Des années de conflit
Pour faire face aux nombreux aléas du chantier, Areva doit donc assumer ces surcoûts. Or l’entreprise est confrontée à un handicap important : elle n’en a pas les moyens financiers et pourrait se retrouver en cessation de paiements en avril 2021 si l’Etat n’intervient pas.
Pour comprendre cet imbroglio, il faut remonter à la quasi-faillite du groupe Areva en 2015, qui a été scindé en trois sociétés. Une opération qui a coûté 7,5 milliards d’euros aux finances publiques : 2,5 milliards pour la création d’Orano, qui gère le combustible nucléaire, 3 milliards pour qu’Electricité de France (EDF) puisse racheter Framatome, qui fabrique les réacteurs, et, enfin, 2 milliards pour conserver la structure Areva SA. Cette entreprise, qui appartient à 100 % à l’Etat, était pensée comme une entité entièrement consacrée à finir, le plus vite possible, le catastrophique chantier finlandais d’OL3. Cette réorganisation avait été pensée et mise en œuvre sous le mandat de François Hollande par son ministre de l’économie, Emmanuel Macron.
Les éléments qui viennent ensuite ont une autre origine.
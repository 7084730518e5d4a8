//! OVSDB IDL client core for the OVN load balancer provider.
//!
//! Provides:
//! - Schema bootstrap with retry, table registration and named locks
//! - A mirror of the registered tables, kept current by a mirror engine
//! - Transactions with a pre-commit hook and revision-conflict recovery
//! - Bounded waits for rows that have not reached the mirror yet
//! - Load balancer read commands and `ip_port_mappings` maintenance
//!
//! Engines:
//! - Memory (in-process server, used by tests and embedders)

pub mod addr;
pub mod backend;
pub mod commands;
pub mod config;
pub mod connector;
pub mod engine;
pub mod error;
pub mod lifecycle;
pub mod memory;
pub mod mirror;
pub mod nb;
pub mod retry;
pub mod row;
pub mod sb;
pub mod schema;
pub mod transaction;
pub mod value;

pub use backend::Backend;
pub use commands::{
    AddBackendToIpPortMapping, Command, DelBackendFromIpPortMapping, FindRowsReferencing,
    IpPortMapping, ListRows,
};
pub use config::{ConnectionSettings, Endpoint, OvnConfig, SslConfig};
pub use connector::{connect, IdlConnector, MirrorHandle};
pub use engine::{LiveConnection, MirrorEngine, Mutation, Operation, SessionOptions};
pub use error::{IdlError, IdlResult};
pub use lifecycle::{IdlLifecycle, Stoppable};
pub use memory::{MemoryEngine, MemoryServer};
pub use mirror::{Mirror, RowChange, TableUpdate, Update};
pub use nb::{OvnNbIdl, NB_SCHEMA, NB_TABLES};
pub use retry::RetryPolicy;
pub use row::{Revision, Row, RowView};
pub use sb::{OvnSbIdl, SB_SCHEMA, SB_TABLES};
pub use schema::{DatabaseSchema, SchemaHelper};
pub use transaction::{BumpGlobalCounter, PreCommitHook, Transaction, TxnOutcome};
pub use value::{Atom, Value};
Après des années de conflit entre Areva et TVO, un accord global avait été signé en mars 2019 : le groupe français payait 450 millions d’euros de pénalités à TVO et s’engageait à finir le chantier avant la fin de cette même année. Les nouveaux retards annoncés en août obligent Areva à payer 400 millions d’euros supplémentaires, dans le cadre de cet accord.
Un calendrier tendu
Mais cela ne sera pas suffisant : selon un document confidentiel adressé au conseil social et économique (CSE) du groupe, que Le Monde a pu consulter, un nouvel accord entre Areva et TVO est en négociation. Les coûts supplémentaires pour Areva pourraient s’élever à 600 millions d’euros.
Pour se renflouer, l’ancien fleuron du nucléaire français n’a plus qu’une seule option : céder 16 % de sa participation dans Orano, aux frais du contribuable. Une nouvelle fois, l’Etat va donc devoir éponger les difficultés d’Areva. Le nouvel accord entre Areva, TVO et Siemens, qui construit la centrale, n’est pas encore signé, mais le calendrier est tendu : pour éviter une nouvelle faillite d’Areva, il faut trouver un débouché avant la mi-janvier 2021. D’autant que plusieurs procédures judiciaires en cours contre Areva pourraient également lui coûter cher : elles sont menées par EDF, qui lui reproche les défauts sur le chantier de Flamanville.
Le dossier embarrasse les pouvoirs publics, qui n’ont d’autre option que de continuer à renflouer Areva, sans aucune garantie que le chantier se termine dans les temps. Une partie des problèmes provient notamment du vieillissement de certains équipements qui sont devenus inutilisables, alors qu’ils n’ont jamais fonctionné. « Notre objectif, maintenant, c’est que le chantier se termine dans les temps, dit en soupirant Alexandre Crétiaux, délégué syndical central CFDT de Framatome. Si on remet de l’argent public, c’est pour arriver au bout. »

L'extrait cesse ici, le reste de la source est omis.